Insight Bureau: On Friday, British researchers released early data that suggests while the omicron BA.2 subvariant is more transmissible than the original BA.1 variant. Vaccines remain equally effective against both strains.
The BA.2 omicron subvariant is a descendant of the original BA.1 omicron variant that has caused massive global Covid-19 surges. Last week, the World Health Organization (WHO) urged researchers to prioritize the investigation of BA.2’s characteristics to determine whether it poses new challenges for areas already overwhelmed by the pandemic.
Scientists have found that BA.2 is harder to detect with PCR tests than BA.1. Although researchers were able to quickly differentiate BA.1 from the delta variant using a PCR test, the BA.2 subvariant does not possess the same “S gene target failure” seen in BA.1. As a result, BA.2 looks like the delta variant on the test, according to Wesley Long, a pathologist at Houston Methodist Hospital.
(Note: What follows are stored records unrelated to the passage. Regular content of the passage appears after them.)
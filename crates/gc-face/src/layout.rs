// SPDX-License-Identifier: MIT
//
// Layout engine: where each glyph lands and how big its blocks are.
//
// Geometry: a glyph cell is a `block_w × block_h` block of terminal cells.
// `pad_*` separates neighbouring blocks inside one glyph and `border_*` frames
// each glyph on both sides, so adjacent glyphs sit `2 · border_x` apart.
//
//   width  = Σ (2·bx + w·bw + (w − 1)·px)
//   height = 2·by + h_max·bh + (h_max − 1)·py
//
// Shorter glyphs are bottom-aligned. Arithmetic is done in u32 so nothing can
// overflow before the fit check.

use gc_term::terminal::Size;
use tracing::debug;

use crate::config::LayoutConfig;
use crate::error::RenderError;

/// Largest relative ratio error an auto-sized candidate may have and still be
/// preferred for its area.
pub const RATIO_TOLERANCE: f64 = 0.25;

// ─── Types ───────────────────────────────────────────────────────────────────

/// Canonical size of one glyph matrix, in glyph cells.
#[derive(Debug, Clone, Copy, PartialEq, Eq, Hash)]
pub struct GlyphSize {
    pub width: u16,
    pub height: u16,
}

/// Interior rectangle of one placed glyph, in viewport cells.
#[derive(Debug, Clone, Copy, PartialEq, Eq, Hash)]
pub struct GlyphSlot {
    pub x: u16,
    pub y: u16,
    pub width: u16,
    pub height: u16,
}

impl GlyphSlot {
    #[inline]
    #[must_use]
    pub const fn contains(&self, x: u16, y: u16) -> bool {
        x >= self.x
            && y >= self.y
            && (x - self.x) < self.width
            && (y - self.y) < self.height
    }
}

/// Result of [`layout`].
#[derive(Debug, Clone, PartialEq, Eq)]
pub struct Placement {
    /// Top-left corner of the composition.
    pub x: u16,
    pub y: u16,
    pub block_width: u16,
    pub block_height: u16,
    pub pad_x: u16,
    pub pad_y: u16,
    pub border_x: u16,
    pub border_y: u16,
    /// Size of the composition, excluding reserved rows.
    pub width: u16,
    pub height: u16,
    /// Rows kept free below the composition. Zero when they did not fit.
    pub reserved: u16,
    pub slots: Vec<GlyphSlot>,
}

// ─── Geometry ────────────────────────────────────────────────────────────────

#[derive(Debug, Clone, Copy, PartialEq, Eq)]
struct Geometry {
    bw: u32,
    bh: u32,
    px: u32,
    py: u32,
    bx: u32,
    by: u32,
}

impl Geometry {
    fn from_config(cfg: &LayoutConfig) -> Self {
        Self {
            bw: u32::from(cfg.block_width.max(1)),
            bh: u32::from(cfg.block_height.max(1)),
            px: u32::from(cfg.pad_x),
            py: u32::from(cfg.pad_y),
            bx: u32::from(cfg.border_x),
            by: u32::from(cfg.border_y),
        }
    }

    /// Extent of a `cells`-long run of blocks along one axis.
    const fn span(cells: u32, block: u32, pad: u32) -> u32 {
        if cells == 0 {
            0
        } else {
            cells * block + (cells - 1) * pad
        }
    }

    fn width(&self, glyphs: &[GlyphSize]) -> u32 {
        glyphs
            .iter()
            .map(|g| 2 * self.bx + Self::span(u32::from(g.width), self.bw, self.px))
            .sum()
    }

    fn interior_height(&self, h_max: u32) -> u32 {
        Self::span(h_max, self.bh, self.py)
    }

    fn height(&self, h_max: u32) -> u32 {
        2 * self.by + self.interior_height(h_max)
    }
}

// ─── Layout ──────────────────────────────────────────────────────────────────

/// Place `glyphs` in `viewport`.
///
/// `reserve_rows` extra rows are kept below the composition when they fit
/// (for the date line); otherwise the composition gets the whole viewport.
///
/// # Errors
///
/// [`RenderError::RatioDegenerate`] when the effective ratio has a zero
/// component, [`RenderError::ViewportTooSmall`] when nothing fits.
pub fn layout(
    viewport: Size,
    glyphs: &[GlyphSize],
    cfg: &LayoutConfig,
    reserve_rows: u16,
) -> Result<Placement, RenderError> {
    let (rx, ry) = if cfg.auto_ratio {
        (viewport.cols, viewport.rows)
    } else {
        (cfg.ratio_x, cfg.ratio_y)
    };
    if rx == 0 || ry == 0 {
        return Err(RenderError::RatioDegenerate { x: rx, y: ry });
    }

    let too_small = RenderError::ViewportTooSmall {
        cols: viewport.cols,
        rows: viewport.rows,
    };
    let cols = u32::from(viewport.cols);
    let rows = u32::from(viewport.rows);
    let reserve = u32::from(reserve_rows);
    let h_max = glyphs.iter().map(|g| u32::from(g.height)).max().unwrap_or(0);
    let stored = Geometry::from_config(cfg);

    let (geom, reserved) = if cfg.auto_size {
        let ratio = (u32::from(rx), u32::from(ry));
        let search = |geom: Geometry| {
            // Prefer keeping the reserved rows; give them up before giving up
            // on the stored padding.
            auto_size(glyphs, h_max, geom, cols, rows.saturating_sub(reserve), ratio)
                .map(|g| (g, reserve))
                .or_else(|| {
                    (reserve > 0)
                        .then(|| auto_size(glyphs, h_max, geom, cols, rows, ratio))
                        .flatten()
                        .map(|g| (g, 0))
                })
        };
        let compact = Geometry {
            px: 0,
            py: 0,
            bx: 0,
            by: 0,
            ..stored
        };
        search(stored)
            .or_else(|| {
                debug!("no fit with stored padding and margin, retrying without");
                search(compact)
            })
            .ok_or(too_small)?
    } else {
        let width = stored.width(glyphs);
        let height = stored.height(h_max);
        if width > cols || height > rows {
            return Err(too_small);
        }
        let reserved = if height + reserve <= rows { reserve } else { 0 };
        (stored, reserved)
    };

    Ok(place(viewport, glyphs, h_max, geom, reserved))
}

/// Search block sizes for the largest composition within tolerance of the
/// target ratio. When no block height admits one, fall back to the block
/// closest to the ratio, which may lie outside the tolerance.
#[allow(clippy::float_cmp)]
fn auto_size(
    glyphs: &[GlyphSize],
    h_max: u32,
    base: Geometry,
    cols: u32,
    rows: u32,
    (rx, ry): (u32, u32),
) -> Option<Geometry> {
    if glyphs.is_empty() || h_max == 0 {
        return None;
    }

    // width(bw) = fixed + bw · cells
    let cells: u32 = glyphs.iter().map(|g| u32::from(g.width)).sum();
    let fixed = Geometry { bw: 0, ..base }.width(glyphs);
    if cells == 0 || fixed + cells > cols {
        return None;
    }
    let max_bw = (cols - fixed) / cells;

    let mut within: Option<(u64, Geometry)> = None;
    let mut nearest: Option<(f64, u64, Geometry)> = None;

    for bh in 1..=rows {
        let geom = Geometry { bh, ..base };
        let height = geom.height(h_max);
        if height > rows {
            break;
        }
        let with_bw = |bw: u32| {
            let geom = Geometry { bw, ..geom };
            let area = u64::from(geom.width(glyphs)) * u64::from(height);
            (geom, ratio_error(geom.width(glyphs), height, rx, ry), area)
        };

        let target = f64::from(height) * f64::from(rx) / f64::from(ry);

        // Widest block with width ≤ target · (1 + tolerance). Neighbours
        // are checked exactly to absorb rounding in the division.
        let upper = (target * (1.0 + RATIO_TOLERANCE) - f64::from(fixed)) / f64::from(cells);
        let widest = clamp_block(upper, max_bw);
        let qualifying = [(widest + 1).min(max_bw), widest, widest.saturating_sub(1).max(1)]
            .into_iter()
            .map(with_bw)
            .find(|&(_, err, _)| err <= RATIO_TOLERANCE);
        if let Some((geom, _, area)) = qualifying {
            if within.is_none_or(|(best, _)| area >= best) {
                within = Some((area, geom));
            }
        }

        let ideal = (target - f64::from(fixed)) / f64::from(cells);
        let closest = [ideal.floor(), ideal.ceil()]
            .map(|bw| with_bw(clamp_block(bw, max_bw)))
            .into_iter()
            .min_by(|a, b| a.1.total_cmp(&b.1));
        if let Some((geom, err, area)) = closest {
            let closer = nearest.is_none_or(|(best_err, best_area, _)| {
                err < best_err || (err == best_err && area > best_area)
            });
            if closer {
                nearest = Some((err, area, geom));
            }
        }
    }

    within
        .map(|(_, g)| g)
        .or_else(|| nearest.map(|(_, _, g)| g))
}

/// Relative distance of `width:height` from `rx:ry`.
fn ratio_error(width: u32, height: u32, rx: u32, ry: u32) -> f64 {
    let want = f64::from(height) * f64::from(rx);
    let have = f64::from(width) * f64::from(ry);
    (have - want).abs() / want
}

#[allow(clippy::cast_possible_truncation, clippy::cast_sign_loss)]
fn clamp_block(bw: f64, max_bw: u32) -> u32 {
    if bw.is_nan() || bw < 1.0 {
        1
    } else {
        (bw.min(f64::from(max_bw)) as u32).max(1)
    }
}

fn place(viewport: Size, glyphs: &[GlyphSize], h_max: u32, geom: Geometry, reserved: u32) -> Placement {
    let narrow = |v: u32| u16::try_from(v).unwrap_or(u16::MAX);

    let width = geom.width(glyphs);
    let height = geom.height(h_max);
    let x = u32::from(viewport.cols).saturating_sub(width) / 2;
    let y = u32::from(viewport.rows).saturating_sub(height + reserved) / 2;

    let interior = geom.interior_height(h_max);
    let mut cursor = x;
    let slots = glyphs
        .iter()
        .map(|g| {
            let w = Geometry::span(u32::from(g.width), geom.bw, geom.px);
            let h = Geometry::span(u32::from(g.height), geom.bh, geom.py);
            let slot = GlyphSlot {
                x: narrow(cursor + geom.bx),
                y: narrow(y + geom.by + (interior - h)),
                width: narrow(w),
                height: narrow(h),
            };
            cursor += 2 * geom.bx + w;
            slot
        })
        .collect();

    Placement {
        x: narrow(x),
        y: narrow(y),
        block_width: narrow(geom.bw),
        block_height: narrow(geom.bh),
        pad_x: narrow(geom.px),
        pad_y: narrow(geom.py),
        border_x: narrow(geom.bx),
        border_y: narrow(geom.by),
        width: narrow(width),
        height: narrow(height),
        reserved: narrow(reserved),
        slots,
    }
}

// ─── Tests ───────────────────────────────────────────────────────────────────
The U.K. Health Security Agency on Friday released data that suggested that while the BA.2 subvariant appears to be growing faster than BA.1 because it is more transmissible, vaccines remain just as effective against BA.2 as they are against the original BA.1 omicron variant.
Although Covid-19 vaccines are not as capable of completely preventing infection against BA.1—which has largely driven the recent increase in breakthrough infections among vaccinated individuals—the vaccine still offers protection against severe disease, and booster doses have helped increase protection against infection, the researchers found.
At this point, BA.2 seemingly has not resulted in more severe disease, but it has shown signs of spreading more rapidly than BA.1, the New York Times reports.